//! Startup configuration: a YAML tree loaded once, read-only afterwards.
//! `policy_configurations` is the subtree exposed to `${config.…}`
//! references in policy init parameters.

use std::path::{Path, PathBuf};
use std::sync::Arc;
use std::time::Duration;

use anyhow::{Context, anyhow};
use serde::Deserialize;

use crate::telemetry::trc;

pub mod resolve;

/// What a user can put in the config file. `Config` is the validated form.
#[derive(Deserialize, Default, Clone, Debug)]
#[serde(deny_unknown_fields)]
pub struct RawConfig {
	tracing: Option<RawTracing>,
	metrics: Option<RawMetrics>,
	/// Per-policy, per-phase invocation budget, e.g. "1s" or "250ms".
	policy_timeout: Option<String>,
	/// Route snapshot file served by the local control-plane source.
	routes_file: Option<PathBuf>,
	policy_configurations: Option<serde_json::Value>,
}

#[derive(Deserialize, Default, Clone, Debug)]
#[serde(deny_unknown_fields)]
struct RawTracing {
	enabled: Option<bool>,
	endpoint: Option<String>,
	sampling_rate: Option<f64>,
	service_name: Option<String>,
	service_version: Option<String>,
	batch_timeout: Option<String>,
	max_export_batch_size: Option<usize>,
	insecure: Option<bool>,
}

#[derive(Deserialize, Default, Clone, Debug)]
#[serde(deny_unknown_fields)]
struct RawMetrics {
	enabled: Option<bool>,
}

#[derive(Clone, Debug)]
pub struct Config {
	pub tracing: trc::Config,
	pub metrics_enabled: bool,
	pub policy_timeout: Duration,
	pub routes_file: Option<PathBuf>,
	pub policy_configurations: Arc<serde_json::Value>,
}

impl Default for Config {
	fn default() -> Self {
		Self::from_raw(RawConfig::default()).expect("defaults are valid")
	}
}

impl Config {
	pub fn load(path: &Path) -> anyhow::Result<Config> {
		let contents = fs_err::read_to_string(path)?;
		let raw: RawConfig =
			serde_yaml::from_str(&contents).with_context(|| format!("parsing {}", path.display()))?;
		Self::from_raw(raw)
	}

	pub fn from_raw(raw: RawConfig) -> anyhow::Result<Config> {
		let t = raw.tracing.unwrap_or_default();
		let tracing = trc::Config {
			enabled: t.enabled.unwrap_or(false),
			endpoint: t
				.endpoint
				.unwrap_or_else(|| "http://127.0.0.1:4317".to_string()),
			sampling_rate: t.sampling_rate.unwrap_or(1.0),
			service_name: t.service_name.unwrap_or_else(|| "warden".to_string()),
			service_version: t
				.service_version
				.unwrap_or_else(|| env!("CARGO_PKG_VERSION").to_string()),
			batch_timeout: t
				.batch_timeout
				.as_deref()
				.map(parse_duration)
				.transpose()
				.context("tracing.batch_timeout")?
				.unwrap_or(Duration::from_secs(5)),
			max_export_batch_size: t.max_export_batch_size.unwrap_or(512),
			insecure: t.insecure.unwrap_or(true),
		};
		if !(0.0..=1.0).contains(&tracing.sampling_rate) {
			return Err(anyhow!(
				"tracing.sampling_rate must be within [0, 1], got {}",
				tracing.sampling_rate
			));
		}
		Ok(Config {
			tracing,
			metrics_enabled: raw.metrics.and_then(|m| m.enabled).unwrap_or(true),
			policy_timeout: raw
				.policy_timeout
				.as_deref()
				.map(parse_duration)
				.transpose()
				.context("policy_timeout")?
				.unwrap_or(Duration::from_secs(1)),
			routes_file: raw.routes_file,
			policy_configurations: Arc::new(
				raw
					.policy_configurations
					.unwrap_or(serde_json::Value::Object(Default::default())),
			),
		})
	}
}

/// Go-style duration strings ("1s", "250ms", "2m30s").
pub fn parse_duration(s: &str) -> anyhow::Result<Duration> {
	let nanos = go_parse_duration::parse_duration(s)
		.map_err(|e| anyhow!("invalid duration {s:?}: {e:?}"))?;
	if nanos < 0 {
		return Err(anyhow!("duration {s:?} must not be negative"));
	}
	Ok(Duration::from_nanos(nanos as u64))
}

#[cfg(test)]
mod tests {
	use super::*;

	#[test]
	fn defaults_apply_when_sections_missing() {
		let cfg: Config = Config::from_raw(serde_yaml::from_str("{}").unwrap()).unwrap();
		assert!(!cfg.tracing.enabled);
		assert!(cfg.metrics_enabled);
		assert_eq!(cfg.policy_timeout, Duration::from_secs(1));
	}

	#[test]
	fn full_config_parses() {
		let raw = serde_yaml::from_str(
			r#"
tracing:
  enabled: true
  endpoint: http://collector:4317
  sampling_rate: 0.25
  service_name: edge
  batch_timeout: 2s
  max_export_batch_size: 128
  insecure: false
metrics:
  enabled: false
policy_timeout: 250ms
policy_configurations:
  auth:
    secret: s3cret
"#,
		)
		.unwrap();
		let cfg = Config::from_raw(raw).unwrap();
		assert!(cfg.tracing.enabled);
		assert_eq!(cfg.tracing.endpoint, "http://collector:4317");
		assert_eq!(cfg.tracing.batch_timeout, Duration::from_secs(2));
		assert_eq!(cfg.tracing.max_export_batch_size, 128);
		assert!(!cfg.metrics_enabled);
		assert_eq!(cfg.policy_timeout, Duration::from_millis(250));
		assert_eq!(
			cfg.policy_configurations["auth"]["secret"],
			serde_json::json!("s3cret")
		);
	}

	#[test]
	fn unknown_fields_are_rejected() {
		let raw: Result<RawConfig, _> = serde_yaml::from_str("bogus: true");
		assert!(raw.is_err());
	}

	#[test]
	fn bad_sampling_rate_is_rejected() {
		let raw = serde_yaml::from_str("tracing: {sampling_rate: 3.0}").unwrap();
		assert!(Config::from_raw(raw).is_err());
	}
}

» **Work to complete**: Wherever a line of the material has the word "Self", add it to a tally; give only the final number.

» **Completed exercise**: 3